Huntington took the blame when asked how the Pirates got to this point:
Nutting and Huntington emphasized the need to think long-term, specifically, how the Pirates can return to the postseason. But with prospects such as Reynolds, Ke'Bryan Hayes, Taylor Hearn and Shane Baz years away from the major leagues, how do they build a roster to compete long-term?
Bell, 25, is not a free agent until 2023, but he's represented by Scott Boras, the same agent who represents Cole. Boras clients typically test the free-agent market. Like the decision with McCutchen, the day will come when the Pirates must determine if they can re-sign perhaps the new face of the franchise to a long-term deal.
The problem won't be limited to Bell, either. Huntington said it will be difficult to retain any player who has the type of franchise-altering impact McCutchen showed.
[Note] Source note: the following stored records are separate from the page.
//! Reference-clock to source-clock frame mapping.
//!
//! Every sampled position is expressed as a frame index on the shared
//! reference clock. [`FrameMapping`] converts such an index into the native
//! frame index of one source:
//!
//! ```text
//! ratio        = source_fps / reference_fps
//! source_frame = trunc(reference_frame * ratio) + offset_frames
//! ```
//!
//! The product is truncated, never rounded. Regenerating a comparison from
//! history relies on this producing the same indices on every run.
//!
//! # Example
//!
//! ```
//! use shotalign::{VideoSource, map_frame};
//!
//! let source = VideoSource::new("dvd.mkv")
//!     .with_reference_fps(25.0)
//!     .with_source_fps(29.97)
//!     .with_offset_frames(332);
//!
//! // trunc(52986 * 1.1988) + 332
//! assert_eq!(map_frame(52986, &source)?, 63851);
//! # Ok::<(), shotalign::ShotAlignError>(())
//! ```

use crate::{error::ShotAlignError, source::VideoSource};

/// Ratios closer to 1 than this are reported as "no conversion" in logs.
const UNITY_RATIO_EPSILON: f64 = 0.01;

/// The clock conversion for one source.
#[derive(Debug, Clone, Copy, PartialEq)]
pub struct FrameMapping {
    ratio: f64,
    offset: i64,
}

impl FrameMapping {
    /// Build a mapping from two clock rates and an offset.
    ///
    /// # Errors
    ///
    /// Returns [`ShotAlignError::InvalidClockRate`] if either rate is not a
    /// positive, finite number.
    pub fn from_clock_rates(
        identity: &str,
        reference_fps: f64,
        source_fps: f64,
        offset: i64,
    ) -> Result<Self, ShotAlignError> {
        let valid = |fps: f64| fps.is_finite() && fps > 0.0;
        if !valid(reference_fps) || !valid(source_fps) {
            return Err(ShotAlignError::InvalidClockRate {
                identity: identity.to_string(),
                reference_fps,
                source_fps,
            });
        }

        Ok(Self {
            ratio: source_fps / reference_fps,
            offset,
        })
    }

    /// A 1:1 mapping for sources whose frame domain was already reconciled
    /// with the reference clock by a filter pipeline.
    pub fn reconciled(offset: i64) -> Self {
        Self { ratio: 1.0, offset }
    }

    /// Build the mapping for `source`.
    ///
    /// Arithmetic sources use their configured native rate, falling back to
    /// `decoded_fps`. Sources with any other alignment mode get a
    /// [`reconciled`](FrameMapping::reconciled) mapping; their reference rate
    /// is still validated.
    ///
    /// # Errors
    ///
    /// Returns [`ShotAlignError::InvalidClockRate`] for non-positive rates.
    pub fn for_source(source: &VideoSource, decoded_fps: f64) -> Result<Self, ShotAlignError> {
        let source_fps = source.effective_source_fps(decoded_fps);
        let mapping = Self::from_clock_rates(
            &source.identity,
            source.reference_fps,
            source_fps,
            source.offset_frames,
        )?;

        if source.alignment_mode.is_arithmetic() {
            Ok(mapping)
        } else {
            Ok(Self::reconciled(source.offset_frames))
        }
    }

    /// Source frames per reference frame.
    pub fn ratio(&self) -> f64 {
        self.ratio
    }

    /// Source frames added after conversion.
    pub fn offset(&self) -> i64 {
        self.offset
    }

    /// Whether the two clocks differ enough to be worth mentioning.
    ///
    /// Purely informational: [`map`](FrameMapping::map) applies the same
    /// formula either way.
    pub fn needs_conversion(&self) -> bool {
        (self.ratio - 1.0).abs() > UNITY_RATIO_EPSILON
    }

    /// Map a reference frame to a source frame.
    ///
    /// The result may be negative or past the end of the source; range
    /// checks belong to [`expand_window`](crate::expand_window). Results
    /// beyond the `i64` range saturate, which still lands out of domain.
    pub fn map(&self, reference_frame: u64) -> i64 {
        let converted = (reference_frame as f64 * self.ratio).trunc() as i64;
        converted.saturating_add(self.offset)
    }
}

/// Map `reference_frame` onto `source`'s native clock.
///
/// Uses the source's configured `source_fps`; a source without one is
/// rejected. Use [`FrameMapping::for_source`] when the rate comes from the
/// decoder.
///
/// # Errors
///
/// Returns [`ShotAlignError::InvalidClockRate`] if either rate is missing,
/// zero, or negative.
pub fn map_frame(reference_frame: u64, source: &VideoSource) -> Result<i64, ShotAlignError> {
    let source_fps = source.source_fps.unwrap_or(0.0);
    let mapping = FrameMapping::from_clock_rates(
        &source.identity,
        source.reference_fps,
        source_fps,
        source.offset_frames,
    )?;
    Ok(mapping.map(reference_frame))
}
"I’m very proud of those '13-'15 teams and Andrew McCutchen was a huge part of that," Huntington said. "We’re looking to do that again. We’re looking to build around the next great Pittsburgh Pirate player and have them be a part of our successes and in a perfect world, maybe for a longer stretch of time. But the reality is it says that’s not going to happen. This is going to be something that large markets work through, medium markets work through and small markets work through where you’re not going to be able to keep everybody that you want to."